[WORK ITEM]:
Your result should be every line of the records below that contains the word "high".
○ ○ ○ ○
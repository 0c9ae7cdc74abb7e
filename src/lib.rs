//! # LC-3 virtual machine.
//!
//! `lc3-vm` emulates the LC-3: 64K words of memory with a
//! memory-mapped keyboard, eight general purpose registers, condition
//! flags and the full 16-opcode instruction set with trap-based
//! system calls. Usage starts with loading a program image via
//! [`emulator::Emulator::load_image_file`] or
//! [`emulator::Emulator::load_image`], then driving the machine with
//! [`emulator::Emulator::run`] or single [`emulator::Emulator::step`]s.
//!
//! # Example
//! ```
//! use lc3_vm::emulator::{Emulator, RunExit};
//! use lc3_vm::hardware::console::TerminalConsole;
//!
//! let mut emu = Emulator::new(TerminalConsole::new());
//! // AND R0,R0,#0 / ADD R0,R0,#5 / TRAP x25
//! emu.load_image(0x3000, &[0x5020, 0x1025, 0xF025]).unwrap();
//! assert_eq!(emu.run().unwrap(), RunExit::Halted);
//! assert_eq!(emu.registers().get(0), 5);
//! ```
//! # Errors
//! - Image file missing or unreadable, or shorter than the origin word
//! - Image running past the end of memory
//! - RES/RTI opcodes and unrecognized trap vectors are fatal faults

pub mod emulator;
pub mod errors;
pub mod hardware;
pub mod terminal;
○ ○ ○ ○
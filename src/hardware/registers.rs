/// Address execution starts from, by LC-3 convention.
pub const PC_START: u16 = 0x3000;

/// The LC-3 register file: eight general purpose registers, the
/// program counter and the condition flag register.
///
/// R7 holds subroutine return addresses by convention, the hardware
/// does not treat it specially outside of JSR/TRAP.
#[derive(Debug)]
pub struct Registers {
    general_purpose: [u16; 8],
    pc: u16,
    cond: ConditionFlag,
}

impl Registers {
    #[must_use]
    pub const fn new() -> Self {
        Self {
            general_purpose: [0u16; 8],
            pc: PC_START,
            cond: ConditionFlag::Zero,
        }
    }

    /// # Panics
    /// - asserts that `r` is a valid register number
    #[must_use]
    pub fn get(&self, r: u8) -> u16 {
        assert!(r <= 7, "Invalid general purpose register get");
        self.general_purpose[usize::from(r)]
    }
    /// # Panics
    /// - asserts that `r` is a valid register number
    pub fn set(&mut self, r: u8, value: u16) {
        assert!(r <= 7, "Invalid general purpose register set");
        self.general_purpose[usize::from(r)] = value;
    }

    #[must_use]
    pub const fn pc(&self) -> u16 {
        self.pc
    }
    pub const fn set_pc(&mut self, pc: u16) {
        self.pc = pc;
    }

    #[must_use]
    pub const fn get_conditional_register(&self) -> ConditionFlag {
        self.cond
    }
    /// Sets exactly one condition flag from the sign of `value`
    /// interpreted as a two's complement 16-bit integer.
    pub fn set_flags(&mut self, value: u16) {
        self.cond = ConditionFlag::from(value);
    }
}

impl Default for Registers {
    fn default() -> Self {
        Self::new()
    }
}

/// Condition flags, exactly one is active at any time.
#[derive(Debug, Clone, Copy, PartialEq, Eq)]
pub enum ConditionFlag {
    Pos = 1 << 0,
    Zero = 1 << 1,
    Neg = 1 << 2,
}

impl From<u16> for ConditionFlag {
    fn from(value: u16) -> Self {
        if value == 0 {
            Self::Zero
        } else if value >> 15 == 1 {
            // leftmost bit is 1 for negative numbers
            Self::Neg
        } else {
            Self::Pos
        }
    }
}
○ ○ ○ ○
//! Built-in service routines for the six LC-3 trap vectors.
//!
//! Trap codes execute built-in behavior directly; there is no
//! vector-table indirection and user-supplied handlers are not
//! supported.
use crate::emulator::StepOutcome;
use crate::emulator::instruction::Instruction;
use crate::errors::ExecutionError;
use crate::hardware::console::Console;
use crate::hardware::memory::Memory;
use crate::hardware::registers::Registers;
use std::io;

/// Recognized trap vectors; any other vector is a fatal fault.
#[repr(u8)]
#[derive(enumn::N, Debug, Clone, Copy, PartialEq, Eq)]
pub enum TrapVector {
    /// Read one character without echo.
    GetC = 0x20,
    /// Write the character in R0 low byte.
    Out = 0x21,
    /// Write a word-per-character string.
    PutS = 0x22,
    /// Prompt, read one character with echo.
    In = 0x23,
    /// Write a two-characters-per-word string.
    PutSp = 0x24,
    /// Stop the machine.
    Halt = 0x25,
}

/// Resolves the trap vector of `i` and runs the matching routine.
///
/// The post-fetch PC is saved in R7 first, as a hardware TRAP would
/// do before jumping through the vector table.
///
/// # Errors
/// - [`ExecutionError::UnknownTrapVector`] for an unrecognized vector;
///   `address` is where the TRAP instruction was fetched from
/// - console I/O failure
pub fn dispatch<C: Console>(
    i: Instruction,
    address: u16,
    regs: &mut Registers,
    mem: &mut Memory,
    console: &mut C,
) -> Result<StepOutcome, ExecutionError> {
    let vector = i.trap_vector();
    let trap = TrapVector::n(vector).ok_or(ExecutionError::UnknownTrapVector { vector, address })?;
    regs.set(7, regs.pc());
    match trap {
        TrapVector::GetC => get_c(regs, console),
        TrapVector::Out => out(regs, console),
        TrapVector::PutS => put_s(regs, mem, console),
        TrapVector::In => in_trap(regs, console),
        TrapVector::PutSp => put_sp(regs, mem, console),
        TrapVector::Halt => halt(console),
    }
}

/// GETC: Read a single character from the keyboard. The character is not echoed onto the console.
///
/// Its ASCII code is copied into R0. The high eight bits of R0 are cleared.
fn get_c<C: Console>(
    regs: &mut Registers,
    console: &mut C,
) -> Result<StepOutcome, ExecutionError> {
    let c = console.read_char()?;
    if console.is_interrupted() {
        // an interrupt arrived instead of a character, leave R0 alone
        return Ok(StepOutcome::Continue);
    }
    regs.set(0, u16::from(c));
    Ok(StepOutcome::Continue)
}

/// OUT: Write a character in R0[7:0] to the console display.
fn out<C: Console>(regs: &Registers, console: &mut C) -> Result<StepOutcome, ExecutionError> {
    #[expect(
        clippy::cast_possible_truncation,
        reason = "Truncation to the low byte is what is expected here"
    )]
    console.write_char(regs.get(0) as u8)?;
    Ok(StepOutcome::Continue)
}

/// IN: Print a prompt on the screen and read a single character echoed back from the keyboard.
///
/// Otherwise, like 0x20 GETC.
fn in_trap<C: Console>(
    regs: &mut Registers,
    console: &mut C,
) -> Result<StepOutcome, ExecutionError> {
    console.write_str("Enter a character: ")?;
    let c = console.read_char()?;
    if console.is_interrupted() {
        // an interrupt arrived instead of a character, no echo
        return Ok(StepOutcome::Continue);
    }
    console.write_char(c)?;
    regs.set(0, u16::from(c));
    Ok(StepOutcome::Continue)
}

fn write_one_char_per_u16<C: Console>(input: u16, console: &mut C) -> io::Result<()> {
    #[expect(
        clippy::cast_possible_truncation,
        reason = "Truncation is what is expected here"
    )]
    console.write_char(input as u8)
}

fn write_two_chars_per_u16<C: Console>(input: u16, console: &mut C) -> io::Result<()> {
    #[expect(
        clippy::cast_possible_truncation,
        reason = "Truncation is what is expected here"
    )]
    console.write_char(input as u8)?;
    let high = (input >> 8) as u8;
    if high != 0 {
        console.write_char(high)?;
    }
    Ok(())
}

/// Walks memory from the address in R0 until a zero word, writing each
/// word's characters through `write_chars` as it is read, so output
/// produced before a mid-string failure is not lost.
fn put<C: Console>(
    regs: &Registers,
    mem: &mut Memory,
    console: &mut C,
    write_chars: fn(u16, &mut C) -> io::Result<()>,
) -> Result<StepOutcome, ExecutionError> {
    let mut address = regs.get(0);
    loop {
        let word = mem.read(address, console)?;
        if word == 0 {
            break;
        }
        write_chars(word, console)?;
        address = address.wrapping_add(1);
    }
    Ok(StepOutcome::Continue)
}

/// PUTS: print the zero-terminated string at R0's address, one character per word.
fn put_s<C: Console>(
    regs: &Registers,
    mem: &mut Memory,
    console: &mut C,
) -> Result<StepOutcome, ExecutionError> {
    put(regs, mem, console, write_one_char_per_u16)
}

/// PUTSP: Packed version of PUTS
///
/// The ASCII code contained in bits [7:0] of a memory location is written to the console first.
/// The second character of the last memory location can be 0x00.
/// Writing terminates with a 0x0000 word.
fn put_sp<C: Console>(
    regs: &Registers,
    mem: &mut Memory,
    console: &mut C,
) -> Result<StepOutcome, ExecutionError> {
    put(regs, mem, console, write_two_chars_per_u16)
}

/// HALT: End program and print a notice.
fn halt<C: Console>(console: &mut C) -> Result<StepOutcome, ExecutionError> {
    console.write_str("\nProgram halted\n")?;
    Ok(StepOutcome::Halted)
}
○ ○ ○ ○
[WORKED SOLUTION]:
/// Its ASCII code is copied into R0. The high eight bits of R0 are cleared.
    let high = (input >> 8) as u8;
    if high != 0 {
        console.write_char(high)?;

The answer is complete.